自動車保険は車1台につき、1つの契約が前提となっています。保険会社側でも等級などでの不正を防ぐために契約情報の共有を行っているので、申込時の確認はすり抜けたとしても2、3か月後には二重契約になっていることが分かります。二重契約の場合、先に契約していた内容が有効になりますので乗り換え先の契約は無効となってしまいます。乗り換えるためには元の自動車保険の解約の手続きが必要となるのです。

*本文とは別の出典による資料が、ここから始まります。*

//! Bare HTTP client implementation using reqwest.
//!
//! This adapter implements the `HttpClient` port with no middleware. It is
//! the transport under the authenticated client, and the client used for
//! the refresh call and for replays.

use std::time::{Duration, Instant};

use async_trait::async_trait;
use pintalk_application::{ClientResult, HttpClient, TransportError};
use pintalk_domain::request::{JSON_CONTENT_TYPE, VERSIONED_ACCEPT};
use pintalk_domain::{Header, Headers, HttpMethod, RequestSpec, ResponseSpec};
use reqwest::header::{ACCEPT, CONTENT_TYPE, HeaderMap, HeaderValue};
use reqwest::{Client, Method};
use tracing::trace;
use url::Url;

use crate::config::ClientConfig;

/// HTTP client implementation using reqwest.
///
/// Relative request URLs are resolved against the configured base URL.
/// Cookies are kept across calls so the refresh credential travels with
/// every request.
#[derive(Debug, Clone)]
pub struct ReqwestHttpClient {
    client: Client,
    base_url: Option<Url>,
    timeout_ms: u64,
}

impl ReqwestHttpClient {
    /// Creates a client from configuration.
    ///
    /// - Default headers: `Content-Type: application/json`,
    ///   `Accept: application/json; version=1`
    /// - Cookie store: enabled
    /// - Timeout and User-Agent: from `config`
    ///
    /// # Errors
    ///
    /// Returns an error if the client cannot be created.
    pub fn new(config: &ClientConfig) -> Result<Self, TransportError> {
        let client = Client::builder()
            .user_agent(config.user_agent.clone())
            .default_headers(Self::default_headers())
            .cookie_store(true)
            .timeout(Duration::from_millis(config.timeout_ms))
            .build()
            .map_err(|e| TransportError::Other(e.to_string()))?;

        Ok(Self {
            client,
            base_url: Some(config.api_base_url.clone()),
            timeout_ms: config.timeout_ms,
        })
    }

    /// Creates a client around a preconfigured reqwest client.
    #[must_use]
    pub const fn with_client(client: Client, base_url: Option<Url>, timeout_ms: u64) -> Self {
        Self {
            client,
            base_url,
            timeout_ms,
        }
    }

    /// Returns the base URL relative paths are joined to.
    #[must_use]
    pub const fn base_url(&self) -> Option<&Url> {
        self.base_url.as_ref()
    }

    fn default_headers() -> HeaderMap {
        let mut headers = HeaderMap::new();
        headers.insert(CONTENT_TYPE, HeaderValue::from_static(JSON_CONTENT_TYPE));
        headers.insert(ACCEPT, HeaderValue::from_static(VERSIONED_ACCEPT));
        headers
    }

    /// Converts domain `HttpMethod` to reqwest `Method`.
    const fn to_reqwest_method(method: HttpMethod) -> Method {
        match method {
            HttpMethod::Get => Method::GET,
            HttpMethod::Post => Method::POST,
            HttpMethod::Put => Method::PUT,
            HttpMethod::Patch => Method::PATCH,
            HttpMethod::Delete => Method::DELETE,
        }
    }

    /// Maps reqwest errors to `TransportError`.
    fn map_error(error: &reqwest::Error, timeout_ms: u64) -> TransportError {
        if error.is_timeout() {
            return TransportError::Timeout { timeout_ms };
        }

        if error.is_builder() {
            return TransportError::InvalidHeader(error.to_string());
        }

        if error.is_connect() {
            let message = error.to_string();
            if message.to_lowercase().contains("refused") {
                return TransportError::ConnectionRefused {
                    host: error
                        .url()
                        .and_then(Url::host_str)
                        .unwrap_or("unknown")
                        .to_string(),
                };
            }
            return TransportError::ConnectionFailed(message);
        }

        TransportError::Other(error.to_string())
    }

    fn collect_headers(headers: &HeaderMap) -> Headers {
        headers
            .iter()
            .map(|(k, v)| Header::new(k.as_str(), v.to_str().unwrap_or("<binary>")))
            .collect()
    }
}

#[async_trait]
impl HttpClient for ReqwestHttpClient {
    async fn execute(&self, request: RequestSpec) -> ClientResult<ResponseSpec> {
        let url = request
            .resolve_url(self.base_url.as_ref())
            .map_err(|e| TransportError::InvalidUrl(e.to_string()))?;

        let start = Instant::now();

        let mut builder = self
            .client
            .request(Self::to_reqwest_method(request.method), url);
        for header in request.headers.iter() {
            builder = builder.header(&header.name, &header.value);
        }
        if let Some(body) = request.body {
            builder = builder.body(body);
        }

        trace!(request_id = %request.id, "sending");
        let response = builder
            .send()
            .await
            .map_err(|e| Self::map_error(&e, self.timeout_ms))?;

        let status = response.status();
        let headers = Self::collect_headers(response.headers());
        let body = response
            .text()
            .await
            .map_err(|e| TransportError::Body(e.to_string()))?;

        Ok(ResponseSpec {
            status: status.as_u16(),
            status_text: status.canonical_reason().unwrap_or_default().to_string(),
            headers,
            body,
            duration: start.elapsed(),
        })
    }
}
//! Pintalk Infrastructure - Adapters and implementations
//!
//! This crate provides concrete implementations of the ports
//! defined in the application layer, plus configuration loading
//! and logging setup for binaries.

pub mod adapters;
pub mod config;
pub mod logging;
pub mod navigation;
pub mod persistence;

pub use adapters::ReqwestHttpClient;
pub use self::config::{ClientConfig, ConfigError};
pub use logging::init_tracing;
pub use navigation::{ChannelNavigator, TracingNavigator};
pub use persistence::FileTokenStore;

このように、途中解約をするのであれば解約の連絡は必須となります。また、満期に合わせて乗り換えて元の保険は更新しなければ解約の連絡は不要、と言いたいのですが、最近の自動車保険は更新のし忘れで無保険となることを防ぐために自動継続特約が付いていることも多いです。特に代理店型の自動車保険の場合は多くの場合で自動継続となっています。

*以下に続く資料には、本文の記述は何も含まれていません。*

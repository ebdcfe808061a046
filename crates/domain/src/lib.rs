//! Pintalk Domain - Core session client types
//!
//! This crate defines the domain model for the Pintalk session client:
//! request and response descriptors, bearer tokens, refresh outcomes
//! and the redirect routes taken when a session is torn down.
//! All types here are pure Rust with no I/O dependencies.

pub mod auth;
pub mod error;
pub mod request;
pub mod response;

pub use auth::{AccessToken, RefreshOutcome, Route, StorageKey, TOKEN_NOT_VALID};
pub use error::{DomainError, DomainResult};
pub use request::{Header, Headers, HttpMethod, RequestSpec};
pub use response::ResponseSpec;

自動継続特約が付いている場合、更新をしない旨を連絡しないと自動的に契約が更新されてしまいます。そのため、乗り換え先の自動車保険を契約したら先の二重契約の問題が生じます。結果として、伝えづらくても解約する(更新しない)という連絡はする必要があるのです。

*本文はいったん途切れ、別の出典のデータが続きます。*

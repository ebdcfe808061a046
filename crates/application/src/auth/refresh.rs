//! Single-flight token refresh.
//!
//! Every 401 seen by the authenticated client asks the coordinator for a
//! refresh. While one refresh is in flight, later callers join it instead
//! of issuing their own call to the refresh endpoint.
//!
//! A failed refresh tears the session down inside the shared future, so the
//! teardown runs once no matter which caller drives it to completion.

use std::sync::{Arc, Mutex, PoisonError};

use futures::FutureExt;
use futures::future::{BoxFuture, Shared};
use pintalk_domain::{RefreshOutcome, RequestSpec, Route};
use tracing::{info, warn};

use super::SessionContext;
use crate::ports::{HttpClient, Navigator, TokenStore};

type InFlight = Shared<BoxFuture<'static, RefreshTicket>>;

/// Result of a refresh, shared by every caller that joined it.
#[derive(Debug, Clone, PartialEq, Eq)]
pub struct RefreshTicket {
    /// What the refresh endpoint answered.
    pub outcome: RefreshOutcome,
    /// Where the session was sent after a failed refresh.
    pub redirect: Option<Route>,
}

#[derive(Clone)]
struct Deps {
    bare: Arc<dyn HttpClient>,
    store: Arc<dyn TokenStore>,
    session: Arc<SessionContext>,
    navigator: Arc<dyn Navigator>,
}

/// Coordinates calls to the refresh endpoint.
///
/// The refresh request always goes through the bare client so that a
/// failing refresh can never trigger another refresh.
pub struct RefreshCoordinator {
    deps: Deps,
    endpoint: String,
    in_flight: Arc<Mutex<Option<InFlight>>>,
}

impl RefreshCoordinator {
    /// Creates a coordinator posting to `endpoint` through `bare`.
    ///
    /// `store` receives refreshed tokens. On failure the stored session and
    /// the default `Authorization` header on `session` are cleared and
    /// `navigator` is sent to the redirect route.
    pub fn new(
        bare: Arc<dyn HttpClient>,
        store: Arc<dyn TokenStore>,
        session: Arc<SessionContext>,
        navigator: Arc<dyn Navigator>,
        endpoint: impl Into<String>,
    ) -> Self {
        Self {
            deps: Deps {
                bare,
                store,
                session,
                navigator,
            },
            endpoint: endpoint.into(),
            in_flight: Arc::new(Mutex::new(None)),
        }
    }

    /// Returns the refresh endpoint path.
    #[must_use]
    pub fn endpoint(&self) -> &str {
        &self.endpoint
    }

    /// Refreshes the access token, or joins the refresh already in flight.
    ///
    /// `on_failure` is the redirect used if this call starts the refresh and
    /// it fails; joiners get the route chosen by the caller that started it.
    /// On success the new token has been persisted before this returns.
    pub async fn refresh(&self, on_failure: Route) -> RefreshTicket {
        let future = {
            let mut slot = self
                .in_flight
                .lock()
                .unwrap_or_else(PoisonError::into_inner);
            match slot.as_ref() {
                Some(existing) => existing.clone(),
                None => {
                    let future = Self::run(
                        self.deps.clone(),
                        self.endpoint.clone(),
                        on_failure,
                        Arc::clone(&self.in_flight),
                    )
                    .boxed()
                    .shared();
                    *slot = Some(future.clone());
                    future
                }
            }
        };

        future.await
    }

    async fn run(
        deps: Deps,
        endpoint: String,
        on_failure: Route,
        in_flight: Arc<Mutex<Option<InFlight>>>,
    ) -> RefreshTicket {
        let outcome = match deps.bare.execute(RequestSpec::post(endpoint)).await {
            Ok(response) => RefreshOutcome::from_response(&response),
            Err(e) => {
                warn!(error = %e, "token refresh request failed");
                RefreshOutcome::Failed
            }
        };

        let redirect = match &outcome {
            RefreshOutcome::Refreshed(token) => {
                if let Err(e) = deps.store.set_access_token(token).await {
                    warn!(error = %e, "failed to persist refreshed access token");
                }
                info!(token = %token.preview(), "access token refreshed");
                None
            }
            RefreshOutcome::NoRefreshNeeded => {
                info!("refresh endpoint reported no refresh needed");
                None
            }
            RefreshOutcome::Failed => {
                Self::tear_down(&deps, on_failure).await;
                Some(on_failure)
            }
        };

        in_flight
            .lock()
            .unwrap_or_else(PoisonError::into_inner)
            .take();
        RefreshTicket { outcome, redirect }
    }

    async fn tear_down(deps: &Deps, route: Route) {
        deps.session.unset_author_header();
        if let Err(e) = deps.store.clear_session().await {
            warn!(error = %e, "failed to clear stored session");
        }
        warn!(%route, "session terminated after failed token refresh");
        deps.navigator.navigate(route);
    }
}

#[cfg(test)]
#[allow(clippy::unwrap_used)]
mod tests {
    use super::*;
    use crate::MemoryTokenStore;
    use crate::ports::TransportError;
    use crate::testing::{RecordingNavigator, ScriptedClient};
    use pintalk_domain::{AccessToken, HttpMethod, ResponseSpec, StorageKey};
    use pretty_assertions::assert_eq;
    use std::time::Duration;

    const REFRESH: &str = "auth/token/refresh/";

    struct Fixture {
        bare: Arc<ScriptedClient>,
        store: MemoryTokenStore,
        session: Arc<SessionContext>,
        navigator: Arc<RecordingNavigator>,
        coordinator: RefreshCoordinator,
    }

    fn fixture(store: MemoryTokenStore) -> Fixture {
        let bare = Arc::new(ScriptedClient::new());
        let session = Arc::new(SessionContext::new());
        let navigator = Arc::new(RecordingNavigator::new());
        let coordinator = RefreshCoordinator::new(
            bare.clone(),
            Arc::new(store.clone()),
            Arc::clone(&session),
            navigator.clone(),
            REFRESH,
        );
        Fixture {
            bare,
            store,
            session,
            navigator,
            coordinator,
        }
    }

    #[tokio::test]
    async fn test_refresh_persists_new_token() {
        let f = fixture(MemoryTokenStore::with_access_token("old"));
        f.bare.respond(
            HttpMethod::Post,
            REFRESH,
            ResponseSpec::new(200, r#"{"access":"newTok"}"#),
        );

        let ticket = f.coordinator.refresh(Route::Login).await;

        assert_eq!(
            ticket,
            RefreshTicket {
                outcome: RefreshOutcome::Refreshed(AccessToken::new("newTok").unwrap()),
                redirect: None,
            }
        );
        assert_eq!(
            f.store.access_token().await.unwrap(),
            Some(AccessToken::new("newTok").unwrap())
        );
        assert!(f.navigator.routes().is_empty());
    }

    #[tokio::test]
    async fn test_no_content_leaves_store_untouched() {
        let f = fixture(MemoryTokenStore::with_access_token("old"));
        f.bare
            .respond(HttpMethod::Post, REFRESH, ResponseSpec::new(204, ""));

        let ticket = f.coordinator.refresh(Route::Login).await;

        assert_eq!(ticket.outcome, RefreshOutcome::NoRefreshNeeded);
        assert_eq!(ticket.redirect, None);
        assert_eq!(
            f.store.access_token().await.unwrap(),
            Some(AccessToken::new("old").unwrap())
        );
    }

    #[tokio::test]
    async fn test_failure_tears_down_session() {
        let f = fixture(MemoryTokenStore::with_access_token("old"));
        f.store.set(StorageKey::SessionId, "7").await.unwrap();
        f.session.set_author_header("old");
        f.bare.fail(
            HttpMethod::Post,
            REFRESH,
            TransportError::ConnectionFailed("reset".to_string()),
        );

        let ticket = f.coordinator.refresh(Route::NotFound).await;

        assert_eq!(ticket.outcome, RefreshOutcome::Failed);
        assert_eq!(ticket.redirect, Some(Route::NotFound));
        assert_eq!(f.store.count().await, 0);
        assert_eq!(f.session.authorization(), None);
        assert_eq!(f.navigator.routes(), vec![Route::NotFound]);
    }

    #[tokio::test]
    async fn test_concurrent_callers_share_one_refresh() {
        let f = fixture(MemoryTokenStore::new());
        f.bare.respond_after(
            HttpMethod::Post,
            REFRESH,
            ResponseSpec::new(500, ""),
            Duration::from_millis(50),
        );

        let (first, second) = tokio::join!(
            f.coordinator.refresh(Route::Login),
            f.coordinator.refresh(Route::NotFound)
        );

        assert_eq!(f.bare.count(HttpMethod::Post, REFRESH), 1);
        assert_eq!(first, second);
        assert_eq!(first.redirect, Some(Route::Login));
        assert_eq!(f.navigator.routes(), vec![Route::Login]);
    }

    #[tokio::test]
    async fn test_joiner_finishes_teardown_when_starter_is_dropped() {
        let f = fixture(MemoryTokenStore::with_access_token("old"));
        f.bare.respond_after(
            HttpMethod::Post,
            REFRESH,
            ResponseSpec::new(500, ""),
            Duration::from_millis(100),
        );

        let starter = tokio::time::timeout(
            Duration::from_millis(20),
            f.coordinator.refresh(Route::Login),
        );
        let joiner = async {
            tokio::time::sleep(Duration::from_millis(5)).await;
            f.coordinator.refresh(Route::NotFound).await
        };
        let (starter, joiner) = tokio::join!(starter, joiner);

        assert!(starter.is_err());
        assert_eq!(joiner.redirect, Some(Route::Login));
        assert_eq!(f.navigator.routes(), vec![Route::Login]);
        assert_eq!(f.store.count().await, 0);
        assert_eq!(f.bare.count(HttpMethod::Post, REFRESH), 1);
    }

    #[tokio::test]
    async fn test_sequential_refreshes_each_hit_endpoint() {
        let f = fixture(MemoryTokenStore::new());
        f.bare
            .respond(HttpMethod::Post, REFRESH, ResponseSpec::new(204, ""));
        f.bare
            .respond(HttpMethod::Post, REFRESH, ResponseSpec::new(204, ""));

        f.coordinator.refresh(Route::Login).await;
        f.coordinator.refresh(Route::Login).await;
        assert_eq!(f.bare.count(HttpMethod::Post, REFRESH), 2);
    }
}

どちらにせよ連絡は必要となるので悩まずに思い切って伝えてしまうのがよいでしょう。相手も大人であれば仕事のことは仕事のことと割り切ってくれるでしょう。
自動車保険を途中解約する時は慎重に!
自動車保険は一度解約をしてしまうと、これまで積み上げてきた等級がクリアされてしまい、新たに契約する時は6等級からのスタートとなります。車を手放すことになったなどの理由で解約する場合では、中断証明書の発行で10年間はノンフリート等級を維持することができます。中断証明書の発行や保持には費用がかかりませんので、再度車を所持する可能性がある場合は中断証明書の発行手続きを行い、等級をキープしておくことをお勧めします。